//! Core types for the biscuit-narrates playback orchestrator.
//!
//! This module defines the values that flow between the orchestrator's parts:
//! - Installed and catalogued voices, grouped by language
//! - The utterance handed to a speech engine and the events it reports back
//! - Playback states, events and outcomes exposed to callers
//! - `NarratorConfig`, built with the builder pattern

use std::fmt;
use std::time::Duration;

use serde::{Deserialize, Serialize};

use crate::pitch_bias::PitchBias;

/// Lowest pitch or speed multiplier accepted by `play()`.
pub const MIN_MULTIPLIER: f32 = 0.5;
/// Highest pitch or speed multiplier accepted by `play()`.
pub const MAX_MULTIPLIER: f32 = 2.0;

/// Clamp a pitch or speed multiplier into `[0.5, 2.0]`.
///
/// Non-finite values (NaN, infinities) become `1.0`.
pub fn clamp_multiplier(value: f32) -> f32 {
    if value.is_finite() {
        value.clamp(MIN_MULTIPLIER, MAX_MULTIPLIER)
    } else {
        1.0
    }
}

// ============================================================================
// Voices
// ============================================================================

/// The quality of a specific voice as reported by the platform.
#[derive(Debug, Clone, Copy, Default, PartialEq, Eq, Hash, Serialize, Deserialize)]
#[serde(rename_all = "lowercase")]
pub enum VoiceQuality {
    /// Low quality (robotic, limited prosody).
    Low,
    /// Moderate quality (understandable but artificial).
    Moderate,
    /// Good quality (natural-sounding with occasional artifacts).
    Good,
    /// Excellent quality (near-human, minimal artifacts).
    Excellent,
    /// The platform did not say.
    #[default]
    Unknown,
}

impl fmt::Display for VoiceQuality {
    fn fmt(&self, f: &mut fmt::Formatter<'_>) -> fmt::Result {
        let label = match self {
            VoiceQuality::Low => "low",
            VoiceQuality::Moderate => "moderate",
            VoiceQuality::Good => "good",
            VoiceQuality::Excellent => "excellent",
            VoiceQuality::Unknown => "unknown",
        };
        f.write_str(label)
    }
}

/// Gender preference for voice selection.
#[derive(Debug, Clone, Copy, Default, PartialEq, Eq, Hash, Serialize, Deserialize)]
#[serde(rename_all = "lowercase")]
pub enum Gender {
    /// Prefer a male voice.
    Male,
    /// Prefer a female voice.
    Female,
    /// No gender preference (use any available voice).
    #[default]
    Any,
}

/// A voice as reported by the platform's voice enumeration.
///
/// Nothing about it is trusted: the identifier may be empty or malformed and
/// the language may be missing. [`VoiceCatalog`](crate::VoiceCatalog) cleans
/// these up before anything else sees them.
#[derive(Debug, Clone, PartialEq, Eq, Serialize, Deserialize)]
pub struct InstalledVoice {
    /// Engine-specific voice identifier.
    pub identifier: String,
    /// Human-facing technical name, when the platform provides one.
    #[serde(default, skip_serializing_if = "Option::is_none")]
    pub name: Option<String>,
    /// BCP-47 language code (`en-US`); may be empty.
    #[serde(default)]
    pub language: String,
    /// Reported quality.
    #[serde(default)]
    pub quality: VoiceQuality,
}

impl InstalledVoice {
    /// Create a voice with no name and unknown quality.
    pub fn new(identifier: impl Into<String>, language: impl Into<String>) -> Self {
        Self {
            identifier: identifier.into(),
            name: None,
            language: language.into(),
            quality: VoiceQuality::Unknown,
        }
    }

    /// Set the technical name of this voice.
    #[must_use]
    pub fn with_name(mut self, name: impl Into<String>) -> Self {
        self.name = Some(name.into());
        self
    }

    /// Set the reported quality of this voice.
    #[must_use]
    pub fn with_quality(mut self, quality: VoiceQuality) -> Self {
        self.quality = quality;
        self
    }

    /// The name used for sorting and display, falling back to the identifier.
    pub fn technical_name(&self) -> &str {
        self.name
            .as_deref()
            .filter(|n| !n.trim().is_empty())
            .unwrap_or(&self.identifier)
    }
}

/// A validated voice, ready to be shown to a user or handed to the engine.
#[derive(Debug, Clone, PartialEq, Eq, Serialize, Deserialize)]
#[serde(rename_all = "camelCase")]
pub struct VoiceDescriptor {
    /// Identifier accepted by the speech engine.
    pub id: String,
    /// Ordinal label within the language group (`Voice A`).
    pub display_label: String,
    /// The platform's own name for the voice.
    pub technical_name: String,
    /// BCP-47 language code.
    pub language_code: String,
    /// Reported quality.
    pub quality: VoiceQuality,
}

/// All catalogued voices for one exact language code.
#[derive(Debug, Clone, PartialEq, Eq, Serialize, Deserialize)]
#[serde(rename_all = "camelCase")]
pub struct LanguageGroup {
    /// BCP-47 language code shared by every voice in the group.
    pub language_code: String,
    /// Human-readable language name.
    pub display_name: String,
    /// A flag emoji, or a globe when no region is known.
    pub flag_hint: String,
    /// Whether this is one of the product's priority languages.
    pub is_priority: bool,
    /// The key under which this language's voice preference is stored.
    pub preference_key: String,
    /// Voices, sorted and labelled.
    pub voices: Vec<VoiceDescriptor>,
}

/// The grouped voice catalog.
#[derive(Debug, Clone, Default, PartialEq, Eq, Serialize, Deserialize)]
#[serde(rename_all = "camelCase")]
pub struct VoiceCatalogListing {
    /// Number of voices across all groups.
    pub total_count: usize,
    /// Groups, priority languages first.
    pub language_groups: Vec<LanguageGroup>,
}

impl VoiceCatalogListing {
    /// Whether no usable voices were found.
    pub fn is_empty(&self) -> bool {
        self.total_count == 0
    }

    /// Iterate over every voice in group order.
    pub fn voices(&self) -> impl Iterator<Item = &VoiceDescriptor> {
        self.language_groups.iter().flat_map(|g| g.voices.iter())
    }
}

/// A selectable language for front ends, one per catalog group.
#[derive(Debug, Clone, PartialEq, Eq, Serialize, Deserialize)]
#[serde(rename_all = "camelCase")]
pub struct LanguageOption {
    /// Selector identifier (`en_us_f`, `lang_es_MX`).
    pub id: String,
    /// Label including the flag and voice count.
    pub label: String,
    /// BCP-47 language code.
    pub language_code: String,
    /// Number of voices available.
    pub voice_count: usize,
}

// ============================================================================
// Engine
// ============================================================================

/// One request to the speech engine.
#[derive(Debug, Clone, PartialEq, Serialize, Deserialize)]
#[serde(rename_all = "camelCase")]
pub struct Utterance {
    /// Text to speak.
    pub text: String,
    /// BCP-47 language code.
    pub language_code: String,
    /// Concrete voice; `None` lets the engine choose.
    #[serde(default, skip_serializing_if = "Option::is_none")]
    pub voice_id: Option<String>,
    /// Pitch multiplier (1.0 is the voice's natural pitch).
    pub pitch: f32,
    /// Rate multiplier (1.0 is the engine's normal rate).
    pub rate: f32,
}

/// Lifecycle notifications from the speech engine.
#[derive(Debug, Clone, PartialEq, Eq, Serialize, Deserialize)]
#[serde(rename_all = "snake_case")]
pub enum EngineEvent {
    /// Audio began.
    Started,
    /// The whole utterance was spoken.
    Finished,
    /// The utterance was cut short by `stop()`.
    Stopped,
    /// Synthesis failed.
    Failed(String),
}

// ============================================================================
// Playback
// ============================================================================

/// Where the controller's state machine currently is.
#[derive(Debug, Clone, Copy, Default, PartialEq, Eq, Hash, Serialize, Deserialize)]
#[serde(rename_all = "lowercase")]
pub enum PlaybackState {
    /// Nothing is being spoken.
    #[default]
    Idle,
    /// The engine is speaking and the estimator is ticking.
    Speaking,
    /// Audio is stopped but the session remembers its position.
    Paused,
    /// The last session ran to completion.
    Done,
    /// The engine reported a failure.
    Error,
}

impl fmt::Display for PlaybackState {
    fn fmt(&self, f: &mut fmt::Formatter<'_>) -> fmt::Result {
        let label = match self {
            PlaybackState::Idle => "idle",
            PlaybackState::Speaking => "speaking",
            PlaybackState::Paused => "paused",
            PlaybackState::Done => "done",
            PlaybackState::Error => "error",
        };
        f.write_str(label)
    }
}

/// Typed notifications broadcast by the controller.
#[derive(Debug, Clone, PartialEq, Serialize, Deserialize)]
#[serde(tag = "type", rename_all = "snake_case")]
pub enum PlaybackEvent {
    /// The engine reported that audio began.
    Started,
    /// Estimated position.
    Progress {
        /// Segment believed to be playing.
        segment_index: usize,
        /// Overall progress in `[0, 1]`.
        fraction: f64,
    },
    /// Playback was paused.
    Paused,
    /// Playback resumed.
    Resumed,
    /// The cursor jumped to a new word.
    Skipped {
        /// Word the engine restarted from.
        word_index: usize,
    },
    /// The session finished naturally.
    Completed,
    /// The session was stopped or superseded.
    Stopped,
    /// The engine failed.
    Failed {
        /// What the engine reported.
        message: String,
    },
}

/// How a call to `play()` ended.
#[derive(Debug, Clone, Copy, PartialEq, Eq, Serialize, Deserialize)]
#[serde(rename_all = "lowercase")]
pub enum PlaybackOutcome {
    /// The text was spoken to the end.
    Completed,
    /// The session was stopped, or replaced by a newer `play()`.
    Stopped,
}

/// How far a skip moves the cursor.
#[derive(Debug, Clone, Copy, PartialEq, Eq, Serialize, Deserialize)]
#[serde(rename_all = "lowercase")]
pub enum SkipStep {
    /// Move by a number of words.
    Words(usize),
    /// Move by a number of sentences, landing on a sentence start.
    Sentences(usize),
}

impl Default for SkipStep {
    fn default() -> Self {
        SkipStep::Words(10)
    }
}

/// Where `resume()` restarts the engine.
#[derive(Debug, Clone, Copy, Default, PartialEq, Eq, Serialize, Deserialize)]
#[serde(rename_all = "snake_case")]
pub enum ResumePoint {
    /// Repeat the sentence that was interrupted.
    #[default]
    SentenceStart,
    /// Continue from the estimated word.
    Word,
}

// ============================================================================
// Configuration
// ============================================================================

/// Tuning knobs for a [`PlaybackController`](crate::PlaybackController).
///
/// ## Examples
///
/// ```
/// use std::time::Duration;
/// use biscuit_narrates::types::{NarratorConfig, SkipStep, ResumePoint};
///
/// let config = NarratorConfig::new()
///     .with_skip_step(SkipStep::Sentences(1))
///     .with_resume_point(ResumePoint::Word)
///     .with_tick_interval(Duration::from_millis(250));
/// assert_eq!(config.ms_per_word, 400.0);
/// ```
#[derive(Debug, Clone, PartialEq)]
pub struct NarratorConfig {
    /// How often the progress estimator ticks.
    pub tick_interval: Duration,
    /// Average milliseconds per word at 1.0x speed.
    pub ms_per_word: f64,
    /// Distance moved by `skip_forward()` / `skip_backward()`.
    pub skip_step: SkipStep,
    /// Where `resume()` restarts.
    pub resume_point: ResumePoint,
    /// Optional gender differentiation by pitch.
    pub pitch_bias: Option<PitchBias>,
}

impl Default for NarratorConfig {
    fn default() -> Self {
        Self {
            tick_interval: Duration::from_millis(100),
            ms_per_word: 400.0,
            skip_step: SkipStep::default(),
            resume_point: ResumePoint::default(),
            pitch_bias: None,
        }
    }
}

impl NarratorConfig {
    /// Create a config with default settings.
    pub fn new() -> Self {
        Self::default()
    }

    /// Set the estimator tick interval. Zero is raised to one millisecond.
    #[must_use]
    pub fn with_tick_interval(mut self, interval: Duration) -> Self {
        self.tick_interval = interval.max(Duration::from_millis(1));
        self
    }

    /// Set the average milliseconds per word at 1.0x.
    #[must_use]
    pub fn with_ms_per_word(mut self, ms: f64) -> Self {
        if ms.is_finite() && ms > 0.0 {
            self.ms_per_word = ms;
        }
        self
    }

    /// Set the skip distance.
    #[must_use]
    pub fn with_skip_step(mut self, step: SkipStep) -> Self {
        self.skip_step = step;
        self
    }

    /// Set where `resume()` restarts.
    #[must_use]
    pub fn with_resume_point(mut self, point: ResumePoint) -> Self {
        self.resume_point = point;
        self
    }

    /// Enable pitch-based gender differentiation.
    #[must_use]
    pub fn with_pitch_bias(mut self, bias: PitchBias) -> Self {
        self.pitch_bias = Some(bias);
        self
    }
}
impl SpeechEngine for ScriptedEngine {
    fn name(&self) -> &str {
        "scripted"
    }

    async fn speak(
        &self,
        utterance: Utterance,
        events: mpsc::UnboundedSender<EngineEvent>,
    ) -> Result<(), NarrateError> {
        if self.reject {
            return Err(NarrateError::engine("scripted", "engine unavailable"));
        }
        self.spoken.lock().unwrap().push(utterance);
        let _ = events.send(EngineEvent::Started);
        let run = self.runs.fetch_add(1, Ordering::SeqCst);

        if let Some((delay, message)) = self.fail_first_after.clone()
            && run == 0
        {
            tokio::spawn(async move {
                sleep(delay).await;
                let _ = events.send(EngineEvent::Failed(message));
            });
        } else if let Some(message) = self.fail_with.clone() {
            tokio::spawn(async move {
                sleep(Duration::from_millis(10)).await;
                let _ = events.send(EngineEvent::Failed(message));
            });
        } else if let Some(delay) = self.finish_after {
            tokio::spawn(async move {
                sleep(delay).await;
                let _ = events.send(EngineEvent::Finished);
            });
        }
        Ok(())
    }

    async fn stop(&self) -> Result<(), NarrateError> {
        self.stops.fetch_add(1, Ordering::SeqCst);
        Ok(())
    }
}

struct FixedInventory(Vec<InstalledVoice>);

impl VoiceInventory for FixedInventory {
    async fn list_voices(&self) -> Result<Vec<InstalledVoice>, NarrateError> {
        Ok(self.0.clone())
    }
}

-=-=-=-=-

■ EXERCISE GOAL: For each line above that contains the word "events", make a copy.

■ RESPONSE AREA:
//! - The utterance handed to a speech engine and the events it reports back
//! - Playback states, events and outcomes exposed to callers
        events: mpsc::UnboundedSender<EngineEvent>,
        let _ = events.send(EngineEvent::Started);
                let _ = events.send(EngineEvent::Failed(message));
                let _ = events.send(EngineEvent::Failed(message));
                let _ = events.send(EngineEvent::Finished);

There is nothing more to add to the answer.